--- GIVEN RECORDS Enclosed Below ---

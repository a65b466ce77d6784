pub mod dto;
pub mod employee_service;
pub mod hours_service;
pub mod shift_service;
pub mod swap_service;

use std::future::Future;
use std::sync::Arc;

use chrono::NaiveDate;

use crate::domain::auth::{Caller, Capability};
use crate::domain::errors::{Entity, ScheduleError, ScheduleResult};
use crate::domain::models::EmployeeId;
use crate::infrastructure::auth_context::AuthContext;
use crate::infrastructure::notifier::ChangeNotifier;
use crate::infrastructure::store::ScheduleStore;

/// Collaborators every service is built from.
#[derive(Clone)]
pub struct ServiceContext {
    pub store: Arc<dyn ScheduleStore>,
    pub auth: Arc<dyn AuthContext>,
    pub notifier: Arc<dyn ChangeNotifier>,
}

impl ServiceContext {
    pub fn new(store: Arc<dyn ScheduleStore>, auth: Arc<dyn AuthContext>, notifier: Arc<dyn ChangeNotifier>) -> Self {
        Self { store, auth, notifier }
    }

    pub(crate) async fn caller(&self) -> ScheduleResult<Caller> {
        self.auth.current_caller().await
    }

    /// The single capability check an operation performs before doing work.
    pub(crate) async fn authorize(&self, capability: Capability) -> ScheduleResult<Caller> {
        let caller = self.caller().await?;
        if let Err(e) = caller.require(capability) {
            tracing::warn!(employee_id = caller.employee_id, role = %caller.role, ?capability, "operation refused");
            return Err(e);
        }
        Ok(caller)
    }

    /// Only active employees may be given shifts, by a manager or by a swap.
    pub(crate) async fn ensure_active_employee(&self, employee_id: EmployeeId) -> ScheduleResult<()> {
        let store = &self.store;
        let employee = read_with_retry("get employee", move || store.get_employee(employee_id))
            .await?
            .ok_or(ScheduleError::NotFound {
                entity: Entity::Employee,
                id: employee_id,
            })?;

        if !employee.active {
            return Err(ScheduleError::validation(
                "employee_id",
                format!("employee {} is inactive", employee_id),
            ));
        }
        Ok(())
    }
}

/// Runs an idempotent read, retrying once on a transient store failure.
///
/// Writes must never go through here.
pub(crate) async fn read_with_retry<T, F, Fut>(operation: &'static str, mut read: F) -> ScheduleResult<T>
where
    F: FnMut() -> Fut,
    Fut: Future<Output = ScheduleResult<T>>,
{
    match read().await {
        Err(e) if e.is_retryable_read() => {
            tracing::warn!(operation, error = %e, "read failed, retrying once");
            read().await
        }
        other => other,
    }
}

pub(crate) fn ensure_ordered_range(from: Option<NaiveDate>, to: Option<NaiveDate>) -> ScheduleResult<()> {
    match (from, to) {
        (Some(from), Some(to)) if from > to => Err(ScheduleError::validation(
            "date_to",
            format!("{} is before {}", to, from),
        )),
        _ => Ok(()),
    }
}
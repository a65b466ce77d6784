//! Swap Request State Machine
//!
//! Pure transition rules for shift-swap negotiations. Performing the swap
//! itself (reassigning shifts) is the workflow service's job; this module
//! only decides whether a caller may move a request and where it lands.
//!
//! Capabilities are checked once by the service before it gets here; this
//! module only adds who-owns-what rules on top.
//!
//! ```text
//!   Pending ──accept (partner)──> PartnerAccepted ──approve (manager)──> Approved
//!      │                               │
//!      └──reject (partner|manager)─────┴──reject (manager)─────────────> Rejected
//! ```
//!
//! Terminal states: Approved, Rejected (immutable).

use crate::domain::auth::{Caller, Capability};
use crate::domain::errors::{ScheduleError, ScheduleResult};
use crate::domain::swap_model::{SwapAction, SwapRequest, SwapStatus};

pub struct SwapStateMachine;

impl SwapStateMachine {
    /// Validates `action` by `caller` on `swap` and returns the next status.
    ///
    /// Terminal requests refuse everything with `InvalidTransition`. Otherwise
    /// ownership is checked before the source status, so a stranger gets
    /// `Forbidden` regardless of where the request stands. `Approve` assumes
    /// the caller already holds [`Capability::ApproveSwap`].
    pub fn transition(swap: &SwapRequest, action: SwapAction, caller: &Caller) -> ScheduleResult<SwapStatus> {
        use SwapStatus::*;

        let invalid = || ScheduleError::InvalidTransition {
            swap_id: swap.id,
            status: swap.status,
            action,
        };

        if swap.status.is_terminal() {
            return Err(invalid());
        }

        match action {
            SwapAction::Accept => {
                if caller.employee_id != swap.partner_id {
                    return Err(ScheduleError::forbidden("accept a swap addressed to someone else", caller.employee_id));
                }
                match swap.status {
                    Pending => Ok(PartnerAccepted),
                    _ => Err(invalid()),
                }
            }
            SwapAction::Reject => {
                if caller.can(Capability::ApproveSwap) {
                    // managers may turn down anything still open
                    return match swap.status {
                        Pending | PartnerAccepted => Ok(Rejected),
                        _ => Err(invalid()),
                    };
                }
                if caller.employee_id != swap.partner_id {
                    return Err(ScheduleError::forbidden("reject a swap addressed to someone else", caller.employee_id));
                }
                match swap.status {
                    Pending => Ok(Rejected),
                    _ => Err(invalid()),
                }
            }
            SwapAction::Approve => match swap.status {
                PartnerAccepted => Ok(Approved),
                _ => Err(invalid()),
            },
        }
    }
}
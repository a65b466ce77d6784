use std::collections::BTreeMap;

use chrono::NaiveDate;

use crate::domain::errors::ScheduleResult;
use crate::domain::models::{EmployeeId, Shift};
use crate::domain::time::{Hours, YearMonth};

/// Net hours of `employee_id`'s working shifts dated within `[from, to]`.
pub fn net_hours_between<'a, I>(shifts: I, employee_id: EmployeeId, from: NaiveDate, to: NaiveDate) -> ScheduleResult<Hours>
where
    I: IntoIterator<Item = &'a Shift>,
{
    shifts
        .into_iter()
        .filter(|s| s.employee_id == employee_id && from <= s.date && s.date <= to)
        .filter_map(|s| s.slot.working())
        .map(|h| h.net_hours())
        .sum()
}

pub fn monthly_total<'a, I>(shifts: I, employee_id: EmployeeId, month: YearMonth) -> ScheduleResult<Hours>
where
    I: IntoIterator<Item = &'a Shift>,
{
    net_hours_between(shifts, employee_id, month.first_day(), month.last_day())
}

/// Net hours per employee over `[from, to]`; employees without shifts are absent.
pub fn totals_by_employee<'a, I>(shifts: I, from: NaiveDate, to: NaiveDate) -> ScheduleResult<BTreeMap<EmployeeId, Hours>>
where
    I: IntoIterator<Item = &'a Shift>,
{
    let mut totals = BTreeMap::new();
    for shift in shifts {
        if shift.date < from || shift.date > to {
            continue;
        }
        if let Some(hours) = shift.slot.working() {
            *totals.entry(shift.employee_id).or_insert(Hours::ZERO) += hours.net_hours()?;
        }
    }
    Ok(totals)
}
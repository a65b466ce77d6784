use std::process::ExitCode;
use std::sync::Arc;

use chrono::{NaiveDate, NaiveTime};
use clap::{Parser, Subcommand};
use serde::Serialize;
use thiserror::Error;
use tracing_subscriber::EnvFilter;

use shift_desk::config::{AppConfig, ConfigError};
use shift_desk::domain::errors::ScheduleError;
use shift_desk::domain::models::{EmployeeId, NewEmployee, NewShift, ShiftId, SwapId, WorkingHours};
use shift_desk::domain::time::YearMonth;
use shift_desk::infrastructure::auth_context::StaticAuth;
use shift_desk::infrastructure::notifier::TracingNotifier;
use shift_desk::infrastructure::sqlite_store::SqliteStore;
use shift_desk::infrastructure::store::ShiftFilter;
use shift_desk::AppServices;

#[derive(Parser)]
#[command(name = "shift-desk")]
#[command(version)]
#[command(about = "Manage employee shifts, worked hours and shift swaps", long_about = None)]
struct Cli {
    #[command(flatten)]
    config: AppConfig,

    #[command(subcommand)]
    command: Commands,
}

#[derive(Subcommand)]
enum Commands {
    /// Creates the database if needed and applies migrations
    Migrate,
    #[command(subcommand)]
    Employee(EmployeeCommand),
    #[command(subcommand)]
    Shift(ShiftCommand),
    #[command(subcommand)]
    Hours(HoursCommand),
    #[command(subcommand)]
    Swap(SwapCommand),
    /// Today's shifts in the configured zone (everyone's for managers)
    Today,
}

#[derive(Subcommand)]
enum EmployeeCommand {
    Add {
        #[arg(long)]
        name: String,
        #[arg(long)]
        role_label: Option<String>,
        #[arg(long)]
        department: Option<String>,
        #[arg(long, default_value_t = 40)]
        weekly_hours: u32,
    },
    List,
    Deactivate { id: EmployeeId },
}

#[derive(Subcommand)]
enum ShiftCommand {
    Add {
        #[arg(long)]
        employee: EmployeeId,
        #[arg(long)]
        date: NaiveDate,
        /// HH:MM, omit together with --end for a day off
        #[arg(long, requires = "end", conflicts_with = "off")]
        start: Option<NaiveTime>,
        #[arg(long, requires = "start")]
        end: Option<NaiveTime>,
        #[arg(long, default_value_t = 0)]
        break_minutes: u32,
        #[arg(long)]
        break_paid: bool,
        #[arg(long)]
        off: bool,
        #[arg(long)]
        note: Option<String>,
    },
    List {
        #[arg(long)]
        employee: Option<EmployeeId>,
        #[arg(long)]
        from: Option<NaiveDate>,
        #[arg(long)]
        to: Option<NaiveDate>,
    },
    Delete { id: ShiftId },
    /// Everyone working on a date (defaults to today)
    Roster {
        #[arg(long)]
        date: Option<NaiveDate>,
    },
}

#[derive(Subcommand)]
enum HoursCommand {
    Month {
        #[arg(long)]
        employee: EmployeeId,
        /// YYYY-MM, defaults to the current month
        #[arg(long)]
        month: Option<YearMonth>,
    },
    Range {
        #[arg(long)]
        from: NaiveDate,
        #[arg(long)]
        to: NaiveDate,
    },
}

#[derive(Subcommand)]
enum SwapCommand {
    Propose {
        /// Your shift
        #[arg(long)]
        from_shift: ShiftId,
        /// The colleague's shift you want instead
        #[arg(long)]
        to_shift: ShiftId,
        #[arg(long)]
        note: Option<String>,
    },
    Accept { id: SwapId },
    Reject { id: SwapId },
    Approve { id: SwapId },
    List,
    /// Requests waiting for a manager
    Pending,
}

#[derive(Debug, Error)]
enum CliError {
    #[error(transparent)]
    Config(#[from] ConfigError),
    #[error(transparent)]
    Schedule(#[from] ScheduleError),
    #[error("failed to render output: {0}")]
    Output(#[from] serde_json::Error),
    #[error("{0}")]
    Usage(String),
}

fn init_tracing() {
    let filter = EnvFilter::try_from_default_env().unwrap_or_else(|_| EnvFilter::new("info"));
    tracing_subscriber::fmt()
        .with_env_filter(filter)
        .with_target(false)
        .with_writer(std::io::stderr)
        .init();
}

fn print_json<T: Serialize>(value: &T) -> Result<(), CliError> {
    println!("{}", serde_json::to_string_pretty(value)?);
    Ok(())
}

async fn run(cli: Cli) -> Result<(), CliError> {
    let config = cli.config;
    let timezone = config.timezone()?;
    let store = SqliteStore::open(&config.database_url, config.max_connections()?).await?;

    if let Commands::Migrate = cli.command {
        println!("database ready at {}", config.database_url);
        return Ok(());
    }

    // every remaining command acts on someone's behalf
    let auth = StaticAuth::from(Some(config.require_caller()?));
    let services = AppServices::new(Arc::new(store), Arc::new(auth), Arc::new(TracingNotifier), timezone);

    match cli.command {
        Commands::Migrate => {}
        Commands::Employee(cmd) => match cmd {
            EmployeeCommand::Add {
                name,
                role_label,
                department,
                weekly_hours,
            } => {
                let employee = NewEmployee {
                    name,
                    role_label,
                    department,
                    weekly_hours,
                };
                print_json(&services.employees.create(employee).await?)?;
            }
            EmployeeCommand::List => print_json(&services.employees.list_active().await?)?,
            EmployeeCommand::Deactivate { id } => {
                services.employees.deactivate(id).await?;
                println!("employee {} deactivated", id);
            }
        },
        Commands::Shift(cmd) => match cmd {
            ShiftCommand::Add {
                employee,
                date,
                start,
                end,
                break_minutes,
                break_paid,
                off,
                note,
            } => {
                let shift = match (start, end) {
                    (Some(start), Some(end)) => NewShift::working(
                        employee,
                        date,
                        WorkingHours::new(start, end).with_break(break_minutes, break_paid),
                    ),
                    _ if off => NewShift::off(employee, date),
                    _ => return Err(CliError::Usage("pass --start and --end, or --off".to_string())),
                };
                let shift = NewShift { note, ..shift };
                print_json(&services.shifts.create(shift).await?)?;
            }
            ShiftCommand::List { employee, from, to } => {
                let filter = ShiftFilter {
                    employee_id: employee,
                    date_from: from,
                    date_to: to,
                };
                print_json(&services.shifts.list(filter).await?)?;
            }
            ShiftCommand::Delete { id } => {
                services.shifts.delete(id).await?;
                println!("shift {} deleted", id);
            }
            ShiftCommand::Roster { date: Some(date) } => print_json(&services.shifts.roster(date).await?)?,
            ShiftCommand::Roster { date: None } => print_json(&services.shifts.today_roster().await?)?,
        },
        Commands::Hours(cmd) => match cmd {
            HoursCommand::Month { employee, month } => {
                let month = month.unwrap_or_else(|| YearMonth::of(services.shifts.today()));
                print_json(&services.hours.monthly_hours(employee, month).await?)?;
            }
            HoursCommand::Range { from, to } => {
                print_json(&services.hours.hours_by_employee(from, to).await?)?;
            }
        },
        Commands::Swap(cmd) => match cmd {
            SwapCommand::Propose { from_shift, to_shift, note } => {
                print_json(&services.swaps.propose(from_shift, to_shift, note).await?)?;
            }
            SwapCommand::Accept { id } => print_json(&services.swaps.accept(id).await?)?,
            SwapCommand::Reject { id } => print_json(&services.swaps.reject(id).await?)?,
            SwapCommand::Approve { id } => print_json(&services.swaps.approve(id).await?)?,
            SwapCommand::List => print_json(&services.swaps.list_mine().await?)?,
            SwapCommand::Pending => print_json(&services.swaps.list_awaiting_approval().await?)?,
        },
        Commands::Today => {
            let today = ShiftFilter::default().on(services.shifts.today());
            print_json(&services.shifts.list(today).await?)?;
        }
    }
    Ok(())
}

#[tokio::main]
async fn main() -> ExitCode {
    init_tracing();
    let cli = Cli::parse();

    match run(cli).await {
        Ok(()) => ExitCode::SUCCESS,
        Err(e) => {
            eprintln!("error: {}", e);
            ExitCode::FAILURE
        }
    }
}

--- End of Enclosed GIVEN RECORDS ---

## ABOUT THIS TASK
Within the entries above, work out how many lines contain the word "module". The number alone is the answer.

## SOLUTION TO THIS TASK
2